WHAT THE EXERCISE ASKS
Pull every line containing "text" from the entries.

DATASET RECORDS
//! # formpack
//!
//! Command line front end: treats files on disk as items, validates them
//! against the upload policy and writes the encoded multipart body.

#![warn(missing_docs)]
#![warn(clippy::all)]
#![warn(clippy::pedantic)]
#![forbid(unsafe_code)]

pub mod cli;

pub use cli::{Cli, default_policy_path, load_policy, prepare, run};
//! Part header handling.

use crate::encoding::{decode_filename, unescape_quoted};
use crate::error::{Error, Result};
use std::collections::HashMap;

/// Collection of part headers, keyed case-insensitively.
#[derive(Debug, Clone, Default)]
pub struct Headers {
    headers: HashMap<String, Vec<String>>,
}

impl Headers {
    /// Creates a new empty header collection.
    #[must_use]
    pub fn new() -> Self {
        Self::default()
    }

    /// Adds a header value.
    pub fn add(&mut self, name: impl Into<String>, value: impl Into<String>) {
        let name = name.into().to_lowercase();
        let value = value.into();
        self.headers.entry(name).or_default().push(value);
    }

    /// Gets the first value for a header.
    #[must_use]
    pub fn get(&self, name: &str) -> Option<&str> {
        self.headers
            .get(&name.to_lowercase())
            .and_then(|v| v.first().map(String::as_str))
    }

    /// Parses a CRLF separated header block.
    ///
    /// Folded continuation lines (leading space or tab) are joined to the
    /// previous header.
    ///
    /// # Errors
    ///
    /// Returns an error if a line has no `:` separator.
    pub fn parse(text: &str) -> Result<Self> {
        let mut headers = Self::new();
        let mut current: Option<(String, String)> = None;

        for line in text.split("\r\n") {
            if line.is_empty() {
                break;
            }

            if line.starts_with(' ') || line.starts_with('\t') {
                if let Some((_, value)) = current.as_mut() {
                    value.push(' ');
                    value.push_str(line.trim());
                }
                continue;
            }

            if let Some((name, value)) = current.take() {
                headers.add(name, value);
            }

            let (name, value) = line
                .split_once(':')
                .ok_or_else(|| Error::InvalidHeader(line.to_string()))?;
            current = Some((name.trim().to_string(), value.trim().to_string()));
        }

        if let Some((name, value)) = current {
            headers.add(name, value);
        }

        Ok(headers)
    }
}

/// Parsed `Content-Disposition: form-data` header value.
#[derive(Debug, Clone, PartialEq, Eq)]
pub struct ContentDisposition {
    /// Disposition type, normally `form-data`.
    pub disposition: String,
    /// Form field name.
    pub name: Option<String>,
    /// Decoded filename, for file parts.
    pub filename: Option<String>,
}

impl ContentDisposition {
    /// Parses a disposition header value.
    ///
    /// Quoted parameter values may contain `;` and backslash escapes. The
    /// filename is decoded from either quoted-string or RFC 2231 form, and a
    /// `filename*` parameter wins over a plain `filename`.
    ///
    /// # Errors
    ///
    /// Returns an error on unterminated quotes or a malformed filename.
    pub fn parse(value: &str) -> Result<Self> {
        let segments = split_parameters(value)?;
        let mut segments = segments.into_iter();

        let disposition = segments
            .next()
            .map(|s| s.trim().to_lowercase())
            .filter(|s| !s.is_empty())
            .ok_or_else(|| Error::InvalidHeader(format!("Empty disposition: {value}")))?;

        let mut name = None;
        let mut filename = None;
        let mut extended_filename = None;

        for segment in segments {
            let Some((key, raw)) = segment.split_once('=') else {
                continue;
            };
            let key = key.trim().to_lowercase();
            let raw = raw.trim();
            let unquoted = raw
                .strip_prefix('"')
                .and_then(|r| r.strip_suffix('"'))
                .unwrap_or(raw);

            match key.as_str() {
                "name" => name = Some(unescape_quoted(unquoted)),
                "filename" => filename = Some(decode_filename(unquoted)?),
                "filename*" => extended_filename = Some(decode_filename(unquoted)?),
                _ => {}
            }
        }

        Ok(Self {
            disposition,
            name,
            filename: extended_filename.or(filename),
        })
    }
}

/// Splits a header value on `;` outside quoted-strings.
fn split_parameters(value: &str) -> Result<Vec<String>> {
    let mut segments = Vec::new();
    let mut current = String::new();
    let mut in_quotes = false;
    let mut chars = value.chars();

    while let Some(ch) = chars.next() {
        match ch {
            '\\' if in_quotes => {
                current.push(ch);
                if let Some(escaped) = chars.next() {
                    current.push(escaped);
                }
            }
            '"' => {
                in_quotes = !in_quotes;
                current.push(ch);
            }
            ';' if !in_quotes => segments.push(std::mem::take(&mut current)),
            _ => current.push(ch),
        }
    }

    if in_quotes {
        return Err(Error::InvalidHeader(format!("Unterminated quote: {value}")));
    }
    segments.push(current);

    Ok(segments)
}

YOUR SOLUTION
    pub fn parse(text: &str) -> Result<Self> {
        for line in text.split("\r\n") {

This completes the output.